Well, pick a number higher than 1, because I just bought a copy. (I must've seen your name 7 times now, and that marketing theory kicked in.) Hey, my numbers are down from last month, too.


----------



## Catherine Bybee (Sep 5, 2011)

Monique said:


> What she said.
> 
> My first few months were very small numbers. I sold just a handful and I'm sure most of them were to friends and family. It took a while for it to build and the best building block has been another book.
> 
> Hang in there and keep writing!


So very true! When I put my 3rd time travel out with the small press, the first book sold over 900 copies in a month, a year after it had been released. 
Keep writing.


----------



## Kelly Haven (Jan 20, 2011)

Kelly Haven - 29,500 paid sales - +11,200 paid sales from september - 43 titles ranging from $0.99 to $9.99


----------



## meggjensen (Feb 17, 2011)

Megg Jensen -- 258 -- +/- (depending on growth) --3 books -- 99 cents to $3.99

I'll be honest, I don't know how to do the growth math. I sold 1369 in September, but I had a free ebook going for the first 10 days-ish, which spurred some major sales of the sequel.

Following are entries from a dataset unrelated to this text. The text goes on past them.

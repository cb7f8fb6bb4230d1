use starmap_engine::coords::{Rect, Vec2};
use starmap_engine::path::Path;
use starmap_engine::surface::{Saved, Surface};
use starmap_engine::text::TextAnchor;

use crate::astrometry::{self, SECTOR_HEIGHT, SECTOR_WIDTH, SUBSECTOR_HEIGHT, SUBSECTOR_WIDTH};
use crate::context::RenderContext;
use crate::error::RenderError;
use crate::geometry::{self, HEX_EDGE};
use crate::style::{HexCoordinateStyle, HexStyle};
use crate::transform::{PARSEC_SCALE_X, PARSEC_SCALE_Y};

/// How far grid lines run past the tile.
const LINE_SLOP: f32 = 10.0;

/// Inset of square parsec cells.
const SQUARE_INSET: f32 = 0.1;

pub(super) fn sector(ctx: &RenderContext<'_>, s: &mut dyn Surface) -> Result<(), RenderError> {
    let e = &ctx.style.sector_grid;
    if !e.visible {
        return Ok(());
    }
    let t = ctx.tile_rect();
    let (w, h) = (SECTOR_WIDTH as f32, SECTOR_HEIGHT as f32);

    let mut x = ((t.left() / w).floor() - 1.0) * w - 1.0;
    while x <= t.right() + w {
        s.draw_line(
            Vec2::new(x, t.top() - LINE_SLOP),
            Vec2::new(x, t.bottom() + LINE_SLOP),
            &e.pen,
        );
        x += w;
    }
    let mut y = ((t.top() / h).floor() - 1.0) * h - h;
    while y <= t.bottom() + h {
        s.draw_line(
            Vec2::new(t.left() - LINE_SLOP, y),
            Vec2::new(t.right() + LINE_SLOP, y),
            &e.pen,
        );
        y += h;
    }
    Ok(())
}

/// Subsector lines; every fourth line is a sector line and is left to the
/// sector grid.
pub(super) fn subsector(ctx: &RenderContext<'_>, s: &mut dyn Surface) -> Result<(), RenderError> {
    let e = &ctx.style.subsector_grid;
    if !e.visible {
        return Ok(());
    }
    let t = ctx.tile_rect();
    let (w, h) = (SUBSECTOR_WIDTH as f32, SUBSECTOR_HEIGHT as f32);

    let hmin = (t.left() / w).floor() as i32 - 1;
    let hmax = ((t.right() + w + 1.0) / w).ceil() as i32;
    for hi in hmin..=hmax {
        if hi % 4 == 0 {
            continue;
        }
        let x = (hi * SUBSECTOR_WIDTH - 1) as f32;
        s.draw_line(
            Vec2::new(x, t.top() - LINE_SLOP),
            Vec2::new(x, t.bottom() + LINE_SLOP),
            &e.pen,
        );
    }

    let vmin = (t.top() / h).floor() as i32 - 1;
    let vmax = ((t.bottom() + h + SECTOR_HEIGHT as f32) / h).ceil() as i32;
    for vi in vmin..=vmax {
        if vi % 4 == 0 {
            continue;
        }
        let y = (vi * SUBSECTOR_HEIGHT - SECTOR_HEIGHT) as f32;
        s.draw_line(
            Vec2::new(t.left() - LINE_SLOP, y),
            Vec2::new(t.right() + LINE_SLOP, y),
            &e.pen,
        );
    }
    Ok(())
}

/// Parsec cells and, when every hex is numbered, their numbers.
///
/// Cell `(px, py)` is the hex at coordinates `(px + 1, py + 1)`; columns with
/// even `px` sit half a row lower.
pub(super) fn parsec(ctx: &RenderContext<'_>, s: &mut dyn Surface) -> Result<(), RenderError> {
    let style = ctx.style;
    let e = &style.parsec_grid;
    if !e.visible {
        return Ok(());
    }
    let t = ctx.tile_rect();
    let x0 = t.left().floor() as i32 - 1;
    let x1 = t.left().floor() as i32 + t.width().ceil() as i32 + 1;
    let y0 = t.top().floor() as i32 - 1;
    let y1 = t.top().floor() as i32 + t.height().ceil() as i32 + 1;

    let corners = geometry::hex_corners(HEX_EDGE);
    let mut grid = Path::new();
    for px in x0..x1 {
        let yo = if px % 2 == 0 { 0.5 } else { 0.0 };
        for py in y0..y1 {
            let (fx, fy) = (px as f32, py as f32 + yo);
            match style.hex_style {
                HexStyle::None => {}
                HexStyle::Square => {
                    grid.extend(&Path::rect(Rect::new(
                        fx + SQUARE_INSET,
                        fy + SQUARE_INSET,
                        1.0 - SQUARE_INSET * 2.0,
                        1.0 - SQUARE_INSET * 2.0,
                    )));
                }
                HexStyle::Hex => {
                    // Lower half only; neighbors supply the rest.
                    let c = Vec2::new(fx + 0.5, fy + 0.5);
                    grid.extend(&Path::polyline(&[
                        c + corners[4],
                        c + corners[3],
                        c + corners[2],
                        c + corners[1],
                    ]));
                }
            }
        }
    }
    if !grid.is_empty() {
        s.stroke_path(&grid, &e.pen);
    }

    let numbers = &style.hex_number;
    if !(style.number_all_hexes && numbers.visible) {
        return Ok(());
    }
    let k = style.hex_content_scale;
    for px in x0..x1 {
        let yo = if px % 2 == 0 { 0.5 } else { 0.0 };
        for py in y0..y1 {
            let text = hex_label(px + 1, py + 1, style.hex_coordinate_style);
            let mut g = Saved::new(s);
            g.translate(px as f32 + 0.5, py as f32 + yo);
            g.scale(k / PARSEC_SCALE_X, k / PARSEC_SCALE_Y);
            g.draw_text(&text, &numbers.font, Vec2::zero(), TextAnchor::TopCenter, numbers.text_color);
        }
    }
    Ok(())
}

/// Hex number for world coordinates `(x, y)`, `XXYY` within the sector or
/// the subsector.
pub(super) fn hex_label(x: i32, y: i32, style: HexCoordinateStyle) -> String {
    let hex = astrometry::coordinates_to_location(x, y).hex;
    match style {
        HexCoordinateStyle::Sector => hex.to_string(),
        HexCoordinateStyle::Subsector => hex.in_subsector().to_string(),
    }
}

#[cfg(test)]
mod tests {
    use super::*;
    use starmap_engine::path::PathEl;
    use starmap_engine::scene::DrawCmd;

    use crate::passes::testing::Fixture;

    fn lines(cmds: &[starmap_engine::scene::DrawItem]) -> Vec<(Vec2, Vec2)> {
        cmds.iter()
            .filter_map(|i| match &i.cmd {
                DrawCmd::Stroke { path, .. } => match path.elements() {
                    [PathEl::MoveTo(a), PathEl::LineTo(b)] => Some((*a, *b)),
                    _ => None,
                },
                _ => None,
            })
            .collect()
    }

    #[test]
    fn sector_lines_fall_on_sector_edges() {
        let f = Fixture::poster(Rect::new(-20.0, -50.0, 64.0, 64.0), 1.0, |s| s.sector_grid.visible = true);
        let list = f.draw(sector);
        let ls = lines(list.items());
        let verticals: Vec<f32> = ls.iter().filter(|(a, b)| a.x == b.x).map(|(a, _)| a.x).collect();
        let horizontals: Vec<f32> = ls.iter().filter(|(a, b)| a.y == b.y).map(|(a, _)| a.y).collect();
        assert!(verticals.contains(&-1.0) && verticals.contains(&31.0));
        assert!(verticals.iter().all(|x| (x + 1.0).rem_euclid(32.0) == 0.0));
        assert!(horizontals.contains(&-40.0) && horizontals.contains(&0.0));
        assert!(horizontals.iter().all(|y| y.rem_euclid(40.0) == 0.0));
    }

    #[test]
    fn subsector_grid_skips_sector_lines() {
        let f = Fixture::poster(Rect::new(0.0, 0.0, 64.0, 80.0), 4.0, |s| s.subsector_grid.visible = true);
        let list = f.draw(subsector);
        let ls = lines(list.items());
        let verticals: Vec<i32> = ls.iter().filter(|(a, b)| a.x == b.x).map(|(a, _)| a.x as i32).collect();
        let horizontals: Vec<i32> = ls.iter().filter(|(a, b)| a.y == b.y).map(|(a, _)| a.y as i32).collect();
        assert!(verticals.contains(&7) && verticals.contains(&15) && verticals.contains(&23));
        assert!(!verticals.iter().any(|x| (x + 1).rem_euclid(32) == 0));
        assert!(horizontals.contains(&-30) && horizontals.contains(&10));
        assert!(!horizontals.iter().any(|y| y.rem_euclid(40) == 0));
    }

    #[test]
    fn hex_grid_is_one_stroke() {
        let f = Fixture::poster(Rect::new(0.0, 0.0, 4.0, 4.0), 64.0, |_| {});
        let list = f.draw(parsec);
        assert_eq!(list.paint_items().count(), 1);
    }

    #[test]
    fn no_grid_style_draws_nothing() {
        let f = Fixture::poster(Rect::new(0.0, 0.0, 4.0, 4.0), 64.0, |s| s.hex_style = HexStyle::None);
        assert!(f.draw(parsec).items().is_empty());
    }

    #[test]
    fn numbered_square_grid() {
        let f = Fixture::poster(Rect::new(0.0, 0.0, 2.0, 2.0), 64.0, |s| {
            s.hex_style = HexStyle::Square;
            s.number_all_hexes = true;
            s.hex_coordinate_style = HexCoordinateStyle::Subsector;
        });
        let list = f.draw(parsec);
        let texts: Vec<String> = list
            .items()
            .iter()
            .filter_map(|i| match &i.cmd {
                DrawCmd::Text { text, .. } => Some(text.clone()),
                _ => None,
            })
            .collect();
        // Cells -1..3 in both directions.
        assert_eq!(texts.len(), 16);
        assert!(texts.contains(&"0101".to_owned()));
    }

    #[test]
    fn hex_labels() {
        assert_eq!(hex_label(1, 1, HexCoordinateStyle::Sector), "0201");
        assert_eq!(hex_label(10, 12, HexCoordinateStyle::Subsector), "0302");
        assert_eq!(hex_label(0, 0, HexCoordinateStyle::Sector), "0140");
    }
}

The momentum didn't keep up in October.

I'm releasing another novel this month, so I hope that will help.

~Megg


----------



## Sarah Woodbury (Jan 30, 2011)

"Aaaah, year and a half old me...how clueless you were. So yeah...first month or so was 75 sales at 99 cents. I'd have laughed my head off if you'd told me what I'd sell this month."

I sold 22 books that first month (January--soooooo long ago), 9 of which were bought either by me, my mom or my daughter.  50 the next month, 272 the one after that.  Just keep writing ...


----------



## samanthawarren (May 1, 2011)

This is the first month I have numbers I'm not embarrassed about. It seems like a lot of people took off running, and I was barely crawling. But I'm happy to say I'm getting much closer to my goal. 

Samantha Warren -- 524* -- + (Sold 13* in September) -- 7 Books -- $.99 - $4.99

*Amz US sales only

I also had 11,791 downloads of a free novella.


----------



## sparklingbean (May 27, 2011)

modwitch said:


> Okay, phew. Thanks. Just came back to see if I'd gotten way too preachy up there . Meant every word, though.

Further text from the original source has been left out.